Breaking My Backlog is a semi-regular features on Troamm.com in which I attempt to complete my entire backlog before buying any new games. You can read more about the quest and see my backlog here.
Spoiler Warning: The following post contains some minor spoilers for Hue. I can’t be held responsible if I open your eyes to a whole new world of color before you’re ready.
I love platformers. I have since I was five years old and I first played Super Mario Bros.. Even over 30 years later, I still hungrily consume any platformers I can get my hands on, especially if they try something new to change the game a bit, so to speak. This brings us to Hue, a game that asks its players to view and interact with the world in a new way.
Hue is a game about color. Specifically, it’s about bringing color to a world that is mostly gray. With its simplistic graphics, it evokes immediate imagery of puzzle platformers like LIMBO and Inside, and the comparisons are apt. Hue starts out in a similar way with a young boy embarking on a quest for unknown reasons. He can jump from platform to platform, he can push boxes, and he can activate switches and collect keys. Where the game starts to deviate, though, is in the use of color. When Hue reaches a set of mines outside of town, where most of the game takes place, he encounters a pile of light blue rocks blocking his path.
Finding only one path further into the mine, he continues from room to room until he finds the first of 12 colors, which he will use to interact with the world. See, when the player selects a color, it changes the background color of the room to whatever color is selected, and any items within the room that are the same color fade into the background and disappear. This allows Hue to pass by the aforementioned light blue rocks, as well as other obstacles in the game that bar progress. It also allows him to complete puzzles within each room, by doing things like pushing blocks through colored barriers and or making platforms disappear or appear to reach previously inaccessible sections and items. It’s the equivalent of the weaponry in Metroid or the items in a Zelda game, really, but where it sets itself apart is some of the harder puzzles requiring Hue to change background colors in an instant. Perhaps, he needs to jump from a purple platform onto another platform that is blocked by a purple barrier.

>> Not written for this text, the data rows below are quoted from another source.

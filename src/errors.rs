//! Error types for ttree.

use std::path::PathBuf;

use crate::output::OutputError;
use crate::tokens::TokenError;
use crate::walker::WalkError;

/// Top-level error type for ttree operations.
#[derive(Debug, thiserror::Error)]
pub enum TtreeError {
    #[error("invalid option `{field}`: {message}")]
    Config { field: &'static str, message: String },

    #[error("cannot read root directory {path}: {source}")]
    RootUnreadable {
        path: PathBuf,
        #[source]
        source: std::io::Error,
    },

    #[error("tokenizer initialization failed: {0}")]
    TokenizerInit(#[from] TokenError),

    #[error("tree aggregation failed: {0}")]
    Aggregation(String),

    #[error("IO error: {0}")]
    Io(#[from] std::io::Error),

    #[error("walk error: {0}")]
    Walk(WalkError),

    #[error("output error: {0}")]
    Output(#[from] OutputError),
}

impl TtreeError {
    pub(crate) fn config(field: &'static str, message: impl Into<String>) -> Self {
        TtreeError::Config {
            field,
            message: message.into(),
        }
    }
}

impl From<WalkError> for TtreeError {
    fn from(error: WalkError) -> Self {
        match error {
            WalkError::RootUnreadable { path, source } => {
                TtreeError::RootUnreadable { path, source }
            }
            other => TtreeError::Walk(other),
        }
    }
}

/// Map an error to its exit code.
pub fn exit_code(error: &TtreeError) -> i32 {
    match error {
        TtreeError::Config { .. } => 2,
        TtreeError::RootUnreadable { .. } => 3,
        TtreeError::TokenizerInit(_) => 4,
        TtreeError::Aggregation(_) => 5,
        TtreeError::Io(_) => 1,
        TtreeError::Walk(_) => 1,
        TtreeError::Output(_) => 1,
    }
}

#[cfg(test)]
mod tests {
    use super::*;

    #[test]
    fn test_config_error_names_field() {
        let err = TtreeError::config("threshold", "must be non-negative");
        assert_eq!(
            err.to_string(),
            "invalid option `threshold`: must be non-negative"
        );
        assert_eq!(exit_code(&err), 2);
    }

    #[test]
    fn test_root_walk_error_becomes_root_unreadable() {
        let err: TtreeError = WalkError::RootUnreadable {
            path: PathBuf::from("/missing"),
            source: std::io::Error::from(std::io::ErrorKind::NotFound),
        }
        .into();
        assert!(matches!(err, TtreeError::RootUnreadable { .. }));
        assert_eq!(exit_code(&err), 3);
    }
}
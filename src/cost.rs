//! API cost estimates for a token total.
//!
//! Prices are USD per million tokens. Output tokens are estimated as a
//! fixed ratio of the input.

use std::fmt;

use comfy_table::{presets::UTF8_FULL, Cell, CellAlignment, Color, ContentArrangement, Table};
use serde::{Deserialize, Serialize};

use crate::config::DEFAULT_OUTPUT_RATIO;

/// Model vendor.
#[derive(Debug, Clone, Copy, PartialEq, Eq, Serialize, Deserialize)]
pub enum Provider {
    Anthropic,
    OpenAI,
    Google,
}

impl fmt::Display for Provider {
    fn fmt(&self, f: &mut fmt::Formatter<'_>) -> fmt::Result {
        match self {
            Provider::Anthropic => write!(f, "Anthropic"),
            Provider::OpenAI => write!(f, "OpenAI"),
            Provider::Google => write!(f, "Google"),
        }
    }
}

/// Price sheet entry for one model.
#[derive(Debug, Clone, Copy, PartialEq)]
pub struct ModelPricing {
    pub id: &'static str,
    pub name: &'static str,
    pub provider: Provider,
    pub input_per_million: f64,
    pub output_per_million: f64,
    /// Shown when no models are selected.
    pub is_default: bool,
}

pub const MODEL_PRICING: &[ModelPricing] = &[
    ModelPricing {
        id: "claude-haiku-3.5",
        name: "Claude Haiku 3.5",
        provider: Provider::Anthropic,
        input_per_million: 0.80,
        output_per_million: 4.00,
        is_default: false,
    },
    ModelPricing {
        id: "claude-sonnet-4",
        name: "Claude Sonnet 4",
        provider: Provider::Anthropic,
        input_per_million: 3.00,
        output_per_million: 15.00,
        is_default: true,
    },
    ModelPricing {
        id: "claude-opus-4.1",
        name: "Claude Opus 4.1",
        provider: Provider::Anthropic,
        input_per_million: 15.00,
        output_per_million: 75.00,
        is_default: true,
    },
    ModelPricing {
        id: "gpt-4o",
        name: "GPT-4o",
        provider: Provider::OpenAI,
        input_per_million: 2.50,
        output_per_million: 10.00,
        is_default: false,
    },
    ModelPricing {
        id: "gpt-4o-mini",
        name: "GPT-4o Mini",
        provider: Provider::OpenAI,
        input_per_million: 0.15,
        output_per_million: 0.60,
        is_default: false,
    },
    ModelPricing {
        id: "gpt-4-turbo",
        name: "GPT-4 Turbo",
        provider: Provider::OpenAI,
        input_per_million: 10.00,
        output_per_million: 30.00,
        is_default: false,
    },
    ModelPricing {
        id: "gemini-1.5-pro",
        name: "Gemini 1.5 Pro",
        provider: Provider::Google,
        input_per_million: 1.25,
        output_per_million: 5.00,
        is_default: false,
    },
];

/// Look up a model by id.
pub fn find_model(id: &str) -> Option<&'static ModelPricing> {
    MODEL_PRICING.iter().find(|m| m.id == id)
}

pub fn default_models() -> impl Iterator<Item = &'static ModelPricing> {
    MODEL_PRICING.iter().filter(|m| m.is_default)
}

/// Estimated cost of sending a token total to one model.
#[derive(Debug, Clone, PartialEq, Serialize, Deserialize)]
#[serde(rename_all = "camelCase")]
pub struct CostEstimate {
    pub model_id: String,
    pub model_name: String,
    pub provider: Provider,
    pub input_tokens: usize,
    pub output_tokens: usize,
    pub input_cost_usd: f64,
    pub output_cost_usd: f64,
    pub total_cost_usd: f64,
}

impl CostEstimate {
    fn for_model(model: &ModelPricing, input_tokens: usize, output_ratio: f64) -> Self {
        let output_tokens = (input_tokens as f64 * output_ratio).round() as usize;
        let input_cost_usd = input_tokens as f64 / 1_000_000.0 * model.input_per_million;
        let output_cost_usd = output_tokens as f64 / 1_000_000.0 * model.output_per_million;

        Self {
            model_id: model.id.to_string(),
            model_name: model.name.to_string(),
            provider: model.provider,
            input_tokens,
            output_tokens,
            input_cost_usd,
            output_cost_usd,
            total_cost_usd: input_cost_usd + output_cost_usd,
        }
    }
}

/// Estimate costs for the selected model ids, or the default models when
/// `models` is empty. Unknown ids are skipped.
pub fn estimate_costs(input_tokens: usize, models: &[String], output_ratio: f64) -> Vec<CostEstimate> {
    if models.is_empty() {
        return default_models()
            .map(|m| CostEstimate::for_model(m, input_tokens, output_ratio))
            .collect();
    }

    models
        .iter()
        .filter_map(|id| {
            let model = find_model(id);
            if model.is_none() {
                log::warn!("unknown model `{id}`, skipping");
            }
            model
        })
        .map(|m| CostEstimate::for_model(m, input_tokens, output_ratio))
        .collect()
}

/// Format a USD amount: `$0.25‰` below a tenth of a cent, then
/// three decimals below a dollar, two above.
pub fn format_cost(cost: f64) -> String {
    if cost < 0.001 {
        format!("${:.2}‰", cost * 1000.0)
    } else if cost < 1.0 {
        format!("${cost:.3}")
    } else {
        format!("${cost:.2}")
    }
}

fn cost_color(cost: f64) -> Color {
    if cost < 0.01 {
        Color::Green
    } else if cost < 0.1 {
        Color::Yellow
    } else {
        Color::Red
    }
}

/// Render estimates as a table, cheapest first. Empty input renders nothing.
pub fn render_cost_table(estimates: &[CostEstimate], output_ratio: f64, color: bool) -> String {
    if estimates.is_empty() {
        return String::new();
    }

    let mut sorted: Vec<&CostEstimate> = estimates.iter().collect();
    sorted.sort_by(|a, b| a.total_cost_usd.total_cmp(&b.total_cost_usd));

    let mut table = Table::new();
    table
        .load_preset(UTF8_FULL)
        .set_content_arrangement(ContentArrangement::Dynamic);
    if !color {
        table.force_no_tty();
    }
    table.set_header(vec![
        Cell::new("Model"),
        Cell::new("Input"),
        Cell::new("Output"),
        Cell::new("Total"),
    ]);

    for estimate in sorted {
        table.add_row(vec![
            Cell::new(&estimate.model_name),
            Cell::new(format_cost(estimate.input_cost_usd)).set_alignment(CellAlignment::Right),
            Cell::new(format_cost(estimate.output_cost_usd)).set_alignment(CellAlignment::Right),
            Cell::new(format_cost(estimate.total_cost_usd))
                .set_alignment(CellAlignment::Right)
                .fg(cost_color(estimate.total_cost_usd)),
        ]);
    }

    format!("Cost Estimates (Input + Output @ {output_ratio}x ratio):\n{table}")
}

/// Estimates for the default models at the default ratio.
pub fn default_estimates(input_tokens: usize) -> Vec<CostEstimate> {
    estimate_costs(input_tokens, &[], DEFAULT_OUTPUT_RATIO)
}

#[cfg(test)]
mod tests {
    use super::*;

    fn approx(a: f64, b: f64) -> bool {
        (a - b).abs() < 1e-12
    }

    #[test]
    fn test_default_models() {
        let ids: Vec<_> = default_models().map(|m| m.id).collect();
        assert_eq!(ids, vec!["claude-sonnet-4", "claude-opus-4.1"]);
    }

    #[test]
    fn test_estimate_for_million_tokens() {
        let estimates = estimate_costs(1_000_000, &["gpt-4o".to_string()], 0.5);
        assert_eq!(estimates.len(), 1);

        let e = &estimates[0];
        assert_eq!(e.output_tokens, 500_000);
        assert!(approx(e.input_cost_usd, 2.5));
        assert!(approx(e.output_cost_usd, 5.0));
        assert!(approx(e.total_cost_usd, 7.5));
        assert_eq!(e.provider, Provider::OpenAI);
    }

    #[test]
    fn test_output_tokens_round() {
        let estimates = estimate_costs(3, &["gpt-4o-mini".to_string()], 0.5);
        assert_eq!(estimates[0].output_tokens, 2);
    }

    #[test]
    fn test_unknown_models_are_skipped() {
        let models = vec!["nope".to_string(), "gemini-1.5-pro".to_string()];
        let estimates = estimate_costs(1000, &models, 0.5);
        assert_eq!(estimates.len(), 1);
        assert_eq!(estimates[0].model_name, "Gemini 1.5 Pro");
    }

    #[test]
    fn test_empty_selection_uses_defaults() {
        let estimates = default_estimates(10);
        assert_eq!(estimates.len(), 2);
    }

    #[test]
    fn test_format_cost() {
        assert_eq!(format_cost(0.0), "$0.00‰");
        assert_eq!(format_cost(0.00025), "$0.25‰");
        assert_eq!(format_cost(0.0126), "$0.013");
        assert_eq!(format_cost(0.5), "$0.500");
        assert_eq!(format_cost(12.345), "$12.35");
    }

    #[test]
    fn test_render_cost_table_sorted() {
        let models = vec!["claude-opus-4.1".to_string(), "gpt-4o-mini".to_string()];
        let estimates = estimate_costs(10_000, &models, 0.5);
        let table = render_cost_table(&estimates, 0.5, false);

        assert!(table.starts_with("Cost Estimates (Input + Output @ 0.5x ratio):\n"));
        let mini = table.find("GPT-4o Mini").unwrap();
        let opus = table.find("Claude Opus 4.1").unwrap();
        assert!(mini < opus);
        assert!(!table.contains('\u{1b}'));
    }

    #[test]
    fn test_render_cost_table_empty() {
        assert_eq!(render_cost_table(&[], 0.5, false), "");
    }

    #[test]
    fn test_estimate_json_keys() {
        let estimates = default_estimates(100);
        let value = serde_json::to_value(&estimates[0]).unwrap();
        assert_eq!(value["modelId"], "claude-sonnet-4");
        assert_eq!(value["provider"], "Anthropic");
        assert!(value.get("totalCostUsd").is_some());
    }
}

The only way to achieve this is to change the background color midjump, which is easy enough thanks to a highly intuitive control system that only requires a flick of the right analog stick to pull up a color wheel and switch colors. When you’re doing this from jump to jump to jump, though, and you’re being chased by falling rocks, it can get hectic.
Where Hue really sets itself apart, though, is in its fantastic story. As the boy, Hue, moves through the game, he finds letters addressed to him, which tell the story of the color wheel that fuels the game’s mechanics, and how the wheel was destroyed by a mysterious figure known as Dr. Grey. The letters are all voiced beautifully by actress Anna Acton, and as the game progresses, the story is built piece by piece until what emerges is a hauntingly beautiful story of love and academia, STEM and progressiveness, and gender roles in both the house and workplace. It’s a heavy and complex topic for a platformer to undertake, and Hue handles it well, ensuring that the message is clear, while stopping just short of heavy-handedness.
Overall, Hue is a game that requires both the reflexes and attention of the player, but for those willing to invest some time into it, there’s a heck of a lot to love.